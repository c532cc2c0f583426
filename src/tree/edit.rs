//! Forest mutations: journeys, waypoints, comments, file moves and removal.

use super::WaypointTree;
use crate::editor::EditorContext;
use crate::models::{capitalize, default_journey_name, Node, NodeId};
use crate::{Error, Result};
use tracing::debug;

/// Outcome of bookmarking a line.
#[derive(Debug, Clone, PartialEq, Eq)]
pub enum WaypointToggle {
    /// A new waypoint was added.
    Created(NodeId),
    /// The line already had a waypoint, which was removed.
    Removed(NodeId),
}

impl WaypointToggle {
    pub fn identifier(&self) -> &str {
        match self {
            Self::Created(id) | Self::Removed(id) => id,
        }
    }

    pub fn is_created(&self) -> bool {
        matches!(self, Self::Created(_))
    }
}

impl WaypointTree {
    /// Add a journey, or activate it if one with that name exists.
    ///
    /// A blank name becomes the current date. New journeys get a capitalized
    /// name and go to the front of the forest.
    pub fn add_journey(&mut self, name: Option<&str>) -> &Node {
        let index = self.add_journey_index(name);
        &self.journeys[index]
    }

    fn add_journey_index(&mut self, name: Option<&str>) -> usize {
        let name = name
            .map(str::trim)
            .filter(|n| !n.is_empty())
            .map(String::from)
            .unwrap_or_else(default_journey_name);
        let capitalized = capitalize(&name);

        let index = match self
            .journeys
            .iter()
            .position(|j| j.name == name || j.name == capitalized)
        {
            Some(i) => i,
            None => {
                debug!(name = %capitalized, "Adding journey");
                self.journeys.insert(0, Node::journey(&capitalized));
                0
            }
        };

        let active = self.journeys[index].name.clone();
        self.set_active_journey(&active);
        self.reindex();
        index
    }

    /// Rename the journey called `old` to `new`.
    pub fn rename_journey(&mut self, new: &str, old: &str) -> Result<()> {
        if self.journeys.is_empty() {
            return Err(Error::NotFound("No journeys to rename".to_string()));
        }
        let new = new.trim();
        if new.is_empty() {
            return Err(Error::Validation("Journey name cannot be empty".to_string()));
        }
        let index = self
            .journeys
            .iter()
            .position(|j| j.name == old)
            .ok_or_else(|| Error::NotFound(format!("Journey {:?}", old)))?;
        if self
            .journeys
            .iter()
            .enumerate()
            .any(|(i, j)| i != index && j.name == new)
        {
            return Err(Error::Validation(format!(
                "A journey named {:?} already exists",
                new
            )));
        }

        let journey = &mut self.journeys[index];
        journey.name = new.to_string();
        journey.touch();
        if self.active_journey.as_deref() == Some(old) {
            self.active_journey = Some(new.to_string());
        }
        Ok(())
    }

    /// Toggle a waypoint on the cursor line of the active document.
    ///
    /// The line must be non-blank and its text must occur exactly once in the
    /// document, since the text is what re-anchors the waypoint later. A
    /// rejected line leaves the forest untouched.
    pub fn create_waypoint(&mut self, ctx: &EditorContext) -> Result<WaypointToggle> {
        let path = ctx
            .path
            .as_deref()
            .filter(|p| !p.is_empty())
            .ok_or(Error::NoDocument)?;
        let line = ctx.cursor_line;
        if line == 0 {
            return Err(Error::Validation("Line numbers start at 1".to_string()));
        }
        let text = ctx
            .current_line()
            .map(str::trim)
            .filter(|t| !t.is_empty())
            .ok_or(Error::EmptyLine { line })?;
        let occurrences = ctx.buffer.count_occurrences(text)?;
        if occurrences > 1 {
            return Err(Error::AmbiguousLine {
                text: text.to_string(),
                occurrences,
            });
        }

        let journey_index = match self.active_index() {
            Some(i) => i,
            None => self.add_journey_index(None),
        };
        let journey = &mut self.journeys[journey_index];
        let file_index = match journey.children.iter().position(|f| f.name == path) {
            Some(i) => i,
            None => {
                journey.add_child(Node::file(path));
                journey.children.len() - 1
            }
        };

        let file = &mut journey.children[file_index];
        let toggle = match file.children.iter().position(|w| w.line == Some(line)) {
            Some(i) => WaypointToggle::Removed(file.children.remove(i).identifier),
            None => {
                let waypoint = Node::waypoint(text, line, path);
                let id = waypoint.identifier.clone();
                file.add_child(waypoint);
                WaypointToggle::Created(id)
            }
        };
        file.touch();
        journey.touch();
        debug!(path, line, ?toggle, "Toggled waypoint");

        self.refresh_active();
        self.reindex();
        Ok(toggle)
    }

    /// Remove a node and its subtree.
    pub fn remove_node(&mut self, identifier: &str) -> Result<Node> {
        if identifier.trim().is_empty() {
            return Err(Error::Validation("Identifier cannot be empty".to_string()));
        }
        let not_found = || Error::NotFound(format!("Node {}", identifier));
        let path = self.index_path(identifier).ok_or_else(not_found)?;

        let removed = match path.as_slice() {
            [j] => {
                let journey = self.journeys.remove(*j);
                if self.active_journey.as_deref() == Some(journey.name.as_str()) {
                    self.clear_active_journey();
                }
                journey
            }
            [j, f] => self.journeys[*j].children.remove(*f),
            [j, f, w] => self.journeys[*j].children[*f].children.remove(*w),
            _ => return Err(not_found()),
        };
        debug!(identifier, kind = %removed.kind, "Removed node");

        self.refresh_active();
        self.reindex();
        Ok(removed)
    }

    /// Remove several nodes. One failure does not stop the others.
    pub fn remove_nodes<S: AsRef<str>>(&mut self, identifiers: &[S]) -> Vec<Result<Node>> {
        identifiers
            .iter()
            .map(|id| self.remove_node(id.as_ref()))
            .collect()
    }

    /// Set or clear (blank) a node's comment.
    pub fn set_comment(&mut self, identifier: &str, comment: Option<&str>) -> Result<()> {
        if identifier.trim().is_empty() {
            return Err(Error::Validation("Identifier cannot be empty".to_string()));
        }
        let node = self
            .find_mut(identifier)
            .ok_or_else(|| Error::NotFound(format!("Node {}", identifier)))?;
        node.comment = comment
            .map(str::trim)
            .filter(|c| !c.is_empty())
            .map(String::from);
        Ok(())
    }

    /// Re-point every file node for `old_path` to `new_path`.
    ///
    /// Returns the number of file nodes moved.
    pub fn rename_file(&mut self, old_path: &str, new_path: &str) -> Result<usize> {
        let (old_path, new_path) = (old_path.trim(), new_path.trim());
        if old_path.is_empty() || new_path.is_empty() {
            return Err(Error::Validation("File paths cannot be empty".to_string()));
        }
        if old_path == new_path {
            return Ok(0);
        }
        if let Some(journey) = self.journeys.iter().find(|j| {
            j.children.iter().any(|f| f.name == old_path)
                && j.children.iter().any(|f| f.name == new_path)
        }) {
            return Err(Error::Validation(format!(
                "{} is already bookmarked in journey {:?}",
                new_path, journey.name
            )));
        }

        let files = self.files_for_path_mut(old_path);
        if files.is_empty() {
            return Err(Error::NotFound(format!("Bookmarked file {}", old_path)));
        }
        let moved = files.len();
        for file in files {
            file.name = new_path.to_string();
            file.path = Some(new_path.to_string());
            for waypoint in &mut file.children {
                waypoint.path = Some(new_path.to_string());
            }
        }
        debug!(old_path, new_path, moved, "Moved bookmarked file");

        self.refresh_active();
        Ok(moved)
    }
}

+ + + + +

-- TASK TO COMPLETE --
Search the material for the string "exists" and return each line that has it.

-- SOLUTION TO THIS EXERCISE --
    /// Add a journey, or activate it if one with that name exists.
                "A journey named {:?} already exists",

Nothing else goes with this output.